Hacía mucho que no fumaba, pero en ese instante la ansiedad me pedía a gritos un alivio, le di una calada larga, notando el sabor amargo del tabaco en mi garganta.

La imagen de Paulette surgió en mis pensamientos, superponiéndose con la de mi exesposa, no solo se parecían físicamente, sino que había algo en sus miradas… quizás la melancolía y la sensación de que ambas se habían cruzado en mi vida en un momento crítico.

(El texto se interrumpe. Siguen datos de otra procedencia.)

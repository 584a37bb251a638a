// Note representation for the sequencer
// A note is a drum hit with a quarter-note position, pitch, duration, and velocity

/// A musical note in a sequence
///
/// Timing is stored in quarter-notes so a sequence stays independent of
/// tempo and sample rate until the player converts it.
#[derive(Debug, Clone, Copy, PartialEq)]
pub struct Note {
    /// Start position in quarter-notes from the start of the sequence
    pub time: f64,

    /// Length in quarter-notes
    pub duration: f64,

    /// MIDI note number (0-127, where 36 = kick on a GM kit)
    pub pitch: u8,

    /// Normalized velocity (0.0-1.0)
    pub velocity: f32,
}

impl Note {
    /// Creates a new note
    pub fn new(time: f64, duration: f64, pitch: u8, velocity: f32) -> Self {
        assert!(pitch <= 127, "MIDI pitch must be 0-127");
        assert!(
            (0.0..=1.0).contains(&velocity),
            "Velocity must be normalized to 0.0-1.0"
        );
        assert!(duration >= 0.0, "Note duration must be >= 0");
        assert!(time >= 0.0, "Note time must be >= 0");

        Self {
            time,
            duration,
            pitch,
            velocity,
        }
    }

    /// Get the end position of this note (in quarter-notes)
    pub fn end_time(&self) -> f64 {
        self.time + self.duration
    }

    /// Get the note name (e.g., "C1", "A#5")
    pub fn note_name(&self) -> String {
        note_name(self.pitch)
    }
}

/// Name of a MIDI pitch, middle C (60) being "C4"
pub fn note_name(pitch: u8) -> String {
    const NOTE_NAMES: [&str; 12] = [
        "C", "C#", "D", "D#", "E", "F", "F#", "G", "G#", "A", "A#", "B",
    ];

    let octave = (pitch / 12) as i32 - 1;
    let note_index = (pitch % 12) as usize;

    format!("{}{}", NOTE_NAMES[note_index], octave)
}

#[cfg(test)]
mod tests {
    use super::*;

    #[test]
    fn test_note_creation() {
        let note = Note::new(1.5, 0.25, 36, 0.8);

        assert_eq!(note.time, 1.5);
        assert_eq!(note.duration, 0.25);
        assert_eq!(note.pitch, 36);
        assert_eq!(note.velocity, 0.8);
        assert_eq!(note.end_time(), 1.75);
    }

    #[test]
    fn test_note_name() {
        // GM kick = C2
        assert_eq!(Note::new(0.0, 0.1, 36, 1.0).note_name(), "C2");
        // Middle C (C4) = MIDI note 60
        assert_eq!(Note::new(0.0, 0.1, 60, 1.0).note_name(), "C4");
        // Closed hi-hat = F#2
        assert_eq!(Note::new(0.0, 0.1, 42, 1.0).note_name(), "F#2");
    }

    #[test]
    #[should_panic(expected = "MIDI pitch must be 0-127")]
    fn test_invalid_pitch() {
        Note::new(0.0, 0.1, 128, 1.0);
    }

    #[test]
    #[should_panic(expected = "Velocity must be normalized to 0.0-1.0")]
    fn test_invalid_velocity() {
        Note::new(0.0, 0.1, 36, 1.5);
    }

    #[test]
    #[should_panic(expected = "Note duration must be >= 0")]
    fn test_negative_duration() {
        Note::new(0.0, -0.1, 36, 1.0);
    }
}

Contemplé el humo elevarse hasta perderse en el aire de la habitación, me sentía aturdido, abrumado por la impotencia.

“¿Cómo rescatarla? ¿A quién podría llamar? ¿A la policía? ¿Para decirles que un tren sin horario oficial se había llevado a una desconocida?”

—Sonaría como un loco —resoplé, soltando una risa amarga.

Nadie me creería.

El cigarrillo se consumió casi por completo sin que me diera cuenta, lo dejé caer en un cenicero improvisado y me dejé caer en la cama, agotado.

Lentamente, me rendí al sueño.

El cansancio acumulado me venció, sin importar la incomodidad, ni la culpa, ni el temor de lo que pudiera estar pasando con Paulette.

Y mientras mi conciencia se diluía en la negrura del sueño, en algún lugar, lejos de mi casa destartalada, un vagón metálico de hace veinte años avanzaba sobre rieles ocultos en la bruma invernal.

Sus ocho compartimientos guardaban secretos.

Paulette seguía viajando en uno de ellos, acompañada tal vez por el anciano y las memorias de otros pasajeros que han estado allí.

Y yo, Patrick Adler, me quedé en aquel cuarto sin saber que, al amanecer, despertaría con más preguntas que nunca.